69. Songs of the Gorilla Nation


I am so glad I'm done with this book. A friend of mine lent it to me back in the Fall and while I was completely uninterested in it, I decided to try to keep an open mind and give it a shot. It's only 200 pages long, so I figured it couldn't be so bad.

I have since concluded that open-mindedness is entirely over-rated and is now on my list of things to avoid in the future. Dawn Prince-Hughes' Songs of the Gorilla Nation is an autobiographical look at how the author's relationship with some captive gorillas at the Seattle Zoo helped her figure out first that she was autistic and then how to begin to deal with it. The concept is not the problem here - it's the execution.

First of all, Prince-Hughes is just straight up a bad, bad, bad writer. By turns coldly intellectual and then shiteously sentimental, this book made me want to tear my hair and rend my cheeks at many points - but none more intensely than when she included the poetry she wrote pre-diagnosis. This poetry is even worse than what I imagine a drunken, self-pitying 14 year-old emo kid would write. The poetry was so bad I couldn't even make it funny by reading it aloud in "Serious Poet" voice, which usually works. Try, for example, reading the first paragraph of Cormac McCarthy's novel Blood Meridian in "Serious Poet" voice - good times.

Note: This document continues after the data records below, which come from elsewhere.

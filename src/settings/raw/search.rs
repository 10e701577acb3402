use std::time::Duration;

use searchviz::Algorithm;
use serde::Deserialize;

use super::super::resolved::{ConfigError, ConfigSources};
use crate::cli::CliArgs;

const DEFAULT_DELAY_MS: u64 = 500;

/// Search configuration values prior to validation.
#[derive(Debug, Clone, Default, Deserialize)]
#[serde(default)]
pub(super) struct SearchSection {
    pub(super) algorithm: Option<String>,
    pub(super) target: Option<i64>,
    pub(super) delay_ms: Option<u64>,
}

pub(super) struct SearchResolution {
    pub(super) algorithm: Algorithm,
    pub(super) target: i64,
    pub(super) delay: Duration,
}

impl SearchSection {
    pub(super) fn apply_cli_overrides(&mut self, cli: &CliArgs) {
        if let Some(algorithm) = cli.algorithm {
            self.algorithm = Some(algorithm.as_str().to_string());
        }
        if let Some(target) = cli.target {
            self.target = Some(target);
        }
        if let Some(delay_ms) = cli.delay_ms {
            self.delay_ms = Some(delay_ms);
        }
    }

    pub(super) fn resolve(self, sources: &ConfigSources) -> Result<SearchResolution, ConfigError> {
        let algorithm = match self.algorithm {
            Some(name) => name.parse::<Algorithm>().map_err(|err| {
                ConfigError::invalid(
                    "search.algorithm",
                    name.clone(),
                    sources.source_for_algorithm(),
                    err.to_string(),
                )
            })?,
            None => Algorithm::default(),
        };

        Ok(SearchResolution {
            algorithm,
            target: self.target.unwrap_or(0),
            delay: Duration::from_millis(self.delay_ms.unwrap_or(DEFAULT_DELAY_MS)),
        })
    }
}
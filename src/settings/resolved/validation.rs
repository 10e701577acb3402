use searchviz::DatasetError;

use super::{ConfigError, ConfigSources, ResolvedConfig};

pub(super) fn validate(
    config: &ResolvedConfig,
    sources: &ConfigSources,
) -> Result<(), ConfigError> {
    match config.dataset.validate() {
        Ok(()) => Ok(()),
        Err(DatasetError::EmptyRange { min, max }) => Err(ConfigError::invalid(
            "dataset.min",
            min.to_string(),
            sources.source_for_min(),
            format!("must not exceed dataset.max ({max})"),
        )),
        Err(err @ DatasetError::NotEnoughValues { len, .. }) => Err(ConfigError::invalid(
            "dataset.len",
            len.to_string(),
            sources.source_for_len(),
            err.to_string(),
        )),
    }
}
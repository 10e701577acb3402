use std::cmp::Ordering;

use thiserror::Error;

/// Failures surfaced while stepping through a search.
#[derive(Debug, Clone, Copy, Error, PartialEq, Eq)]
pub enum StepError {
    /// The target could not be ordered against the element at `index`.
    #[error("target cannot be compared with the element at index {index}")]
    TypeConflict { index: usize },

    /// A step stream stopped before yielding a terminal snapshot.
    #[error("step stream ended after {steps} steps without a terminal snapshot")]
    Incomplete { steps: usize },
}

/// Raised when an algorithm name does not match a known emitter.
#[derive(Debug, Clone, Error, PartialEq, Eq)]
#[error("unknown algorithm '{0}' (expected 'linear' or 'binary')")]
pub struct ParseAlgorithmError(pub String);

/// Order `value` against `target`, mapping incomparable pairs to a conflict at `index`.
pub(crate) fn compare<T: PartialOrd>(
    value: &T,
    target: &T,
    index: usize,
) -> Result<Ordering, StepError> {
    value
        .partial_cmp(target)
        .ok_or(StepError::TypeConflict { index })
}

Second, I'm sure autobiography is by its nature too self-interested for my tastes, but this woman was obsessed with reminding readers as often as possible that she has a PhD. On the cover, on the back of the book, every 5 pages in the book, I was reminded that this woman had doctoral studies under her belt. Okay, cool - except that I don't care, and much more importantly than my personal crankiness, all her claims about being more gorilla-like than human came to seem like so much mush-talk in the face of her obsession with this exclusively human marker of social prestige.

All my loathing aside, there were some good moments in the book, but they all involved the gorillas. When simply recording her observations of gorilla social structure and behaviour, Songs of the Gorilla Nation is pretty good - unfortunately, this doesn't happen enough and/or it leads into some poetry. Watching a gorilla create a two-piece tool to catch a moth, watching a gorilla make a scarf out of hay, watching a gorilla use international sign language to ask her if she is okay - all this is awesome, but comprises maybe 1/6th of the book. If I want to really learn about gorillas, I'll likely have to check out some Jane Goodall (whom Prince-Hughes ass-licks like nobody's business at the end of the book).